Qu’est-ce qu’un homme sinon un misérable petit tas d’hormones ? C’est en tout cas la vision de Mordechai de Paauw, dit Motke, riche industriel néerlandais qui a bâti un empire en commercialisant insuline, testostérone et autres œstrogènes.
{"type":"Pave-Haut2-Desktop"}
Tout commence dans les années 20, quand le redoutable homme d’affaires a l’idée d’adjoindre un laboratoire de recherche à l’abattoir familial. Car il comprend très tôt, dès la découverte d’insuline dans le pancréas, que les restes de viande avariée et les déchets d’organes – ”cette masse puante” – recèlent “des matières dont on ne soupçonnait manifestement pas la présence, comme le sous-sol rocheux contient du cuivre et la boue des rivières cache de l’or”.

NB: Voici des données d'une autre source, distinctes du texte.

use std::env;
use std::fs;
use std::path::{Path, PathBuf};

use procura_core::config::AppConfig;
use secrecy::{ExposeSecret, SecretString};
use toml::Value;

use super::{load_config, CommandResult, EXIT_CONFIG_INVALID};

struct Field {
    key: &'static str,
    env_keys: &'static [&'static str],
    value: String,
}

pub fn run() -> CommandResult {
    let config = match load_config() {
        Ok(config) => config,
        Err(error) => {
            return CommandResult::text(EXIT_CONFIG_INVALID, format!("config validation failed: {error}"))
        }
    };

    let config_file_path = detect_config_path();
    let config_file_doc = load_config_file_doc(config_file_path.as_deref());

    let mut lines =
        vec!["effective config (source precedence: env > file > default):".to_string()];
    for field in fields(&config) {
        let source = field_source(
            field.key,
            field.env_keys,
            config_file_doc.as_ref(),
            config_file_path.as_deref(),
        );
        lines.push(render_line(field.key, &field.value, source));
    }

    CommandResult::text(0, lines.join("\n"))
}

fn fields(config: &AppConfig) -> Vec<Field> {
    let workers =
        config.agents.workers.iter().map(|role| role.as_str()).collect::<Vec<_>>().join(",");

    vec![
        field("server.bind_address", &["PROCURA_SERVER_BIND_ADDRESS"], config.server.bind_address.clone()),
        field("server.port", &["PROCURA_SERVER_PORT"], config.server.port.to_string()),
        field(
            "server.graceful_shutdown_secs",
            &["PROCURA_SERVER_GRACEFUL_SHUTDOWN_SECS"],
            config.server.graceful_shutdown_secs.to_string(),
        ),
        field(
            "llm.api_key",
            &["PROCURA_LLM_API_KEY", "OPENAI_API_KEY"],
            redact_optional(config.llm.api_key.as_ref()),
        ),
        field("llm.base_url", &["PROCURA_LLM_BASE_URL"], config.llm.base_url.clone()),
        field("llm.model", &["PROCURA_LLM_MODEL"], config.llm.model.clone()),
        field("llm.max_turns", &["PROCURA_LLM_MAX_TURNS"], config.llm.max_turns.to_string()),
        field("agents.workers", &["PROCURA_AGENTS_WORKERS"], workers),
        field(
            "agents.vector_store_id",
            &["PROCURA_AGENTS_VECTOR_STORE_ID", "VECTOR_STORE_ID"],
            config.agents.vector_store_id.clone().unwrap_or_else(|| "<unset>".to_string()),
        ),
        field(
            "agents.allow_side_effects",
            &["PROCURA_AGENTS_ALLOW_SIDE_EFFECTS"],
            config.agents.allow_side_effects.to_string(),
        ),
        field(
            "instructions.gateway",
            &["PROCURA_INSTRUCTIONS_GATEWAY"],
            format!("{:?}", config.instructions.gateway),
        ),
        field(
            "instructions.path",
            &["PROCURA_INSTRUCTIONS_PATH"],
            config
                .instructions
                .path
                .as_ref()
                .map(|path| path.display().to_string())
                .unwrap_or_else(|| "<unset>".to_string()),
        ),
        field("instructions.base_url", &["PROCURA_INSTRUCTIONS_BASE_URL"], unset(&config.instructions.base_url)),
        field(
            "instructions.token",
            &["PROCURA_INSTRUCTIONS_TOKEN"],
            redact_optional(config.instructions.token.as_ref()),
        ),
        field("erp.base_url", &["PROCURA_ERP_BASE_URL"], unset(&config.erp.base_url)),
        field("erp.token_url", &["PROCURA_ERP_TOKEN_URL"], unset(&config.erp.token_url)),
        field("erp.client_id", &["PROCURA_ERP_CLIENT_ID"], unset(&config.erp.client_id)),
        field(
            "erp.client_secret",
            &["PROCURA_ERP_CLIENT_SECRET"],
            redact_optional(config.erp.client_secret.as_ref()),
        ),
        field(
            "notifications.email_relay_url",
            &["PROCURA_NOTIFICATIONS_EMAIL_RELAY_URL"],
            unset(&config.notifications.email_relay_url),
        ),
        field(
            "notifications.approval_url",
            &["PROCURA_NOTIFICATIONS_APPROVAL_URL"],
            unset(&config.notifications.approval_url),
        ),
        field("auth.username", &["PROCURA_AUTH_USERNAME"], config.auth.username.clone()),
        field("auth.password", &["PROCURA_AUTH_PASSWORD"], redact(&config.auth.password)),
        field(
            "logging.level",
            &["PROCURA_LOGGING_LEVEL", "PROCURA_LOG_LEVEL"],
            config.logging.level.clone(),
        ),
        field(
            "logging.format",
            &["PROCURA_LOGGING_FORMAT", "PROCURA_LOG_FORMAT"],
            format!("{:?}", config.logging.format),
        ),
    ]
}

fn field(key: &'static str, env_keys: &'static [&'static str], value: String) -> Field {
    Field { key, env_keys, value }
}

fn unset(value: &Option<String>) -> String {
    value.clone().unwrap_or_else(|| "<unset>".to_string())
}

fn redact(secret: &SecretString) -> String {
    if secret.expose_secret().trim().is_empty() {
        "<empty>".to_string()
    } else {
        "<redacted>".to_string()
    }
}

fn redact_optional(secret: Option<&SecretString>) -> String {
    secret.map(redact).unwrap_or_else(|| "<unset>".to_string())
}

fn detect_config_path() -> Option<PathBuf> {
    [PathBuf::from("procura.toml"), PathBuf::from("config/procura.toml")]
        .into_iter()
        .find(|path| path.exists())
}

fn load_config_file_doc(path: Option<&Path>) -> Option<Value> {
    let path = path?;
    let raw = fs::read_to_string(path).ok()?;
    raw.parse::<Value>().ok()
}

fn field_source(
    key_path: &str,
    env_keys: &[&str],
    config_file_doc: Option<&Value>,
    config_file_path: Option<&Path>,
) -> String {
    if let Some(env_key) = env_keys.iter().find(|key| env::var_os(key).is_some()) {
        return format!("env ({env_key})");
    }

    if let Some(doc) = config_file_doc {
        if contains_path(doc, key_path) {
            let file_path = config_file_path
                .map(|path| path.display().to_string())
                .unwrap_or_else(|| "config file".to_string());
            return format!("file ({file_path})");
        }
    }

    "default".to_string()
}

fn contains_path(root: &Value, key_path: &str) -> bool {
    let mut current = root;
    for key in key_path.split('.') {
        let Some(next) = current.get(key) else {
            return false;
        };
        current = next;
    }
    true
}

fn render_line(key: &str, value: &str, source: String) -> String {
    format!("- {key} = {value} (source: {source})")
}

Une satire crue, cul et cruelle
Pour son roman La Fabrique d’hormones, la Néerlandaise Saskia Goldschmidt, qui s’est fait connaître aux Pays-Bas avec un récit sur la Shoah, s’est inspirée d’une histoire vraie exhumée des archives de sa propre famille. De cette mémoire, elle extrait une satire crue, cul et cruelle.
Vieillard qui déroule sa vie depuis son lit de mort, Motke ressemble à un personnage de Philip Roth, entre Portnoy et Mickey Sabbath : Juif irréligieux, obsédé sexuel, insolent et audacieux. Mais au fil des pages, il se révèle un parfait salaud, n’hésitant pas à prendre ses employées comme cobayes, puis son propre frère jumeau, Aron, un être neurasthénique auquel Motke décide d’administrer l’hormone de la libido : la testostérone. Un scandale éclate, l’usine est menacée, mais rien ne peut détruire l’insatiable Motke. Ni les scrupules, ni même le nazisme.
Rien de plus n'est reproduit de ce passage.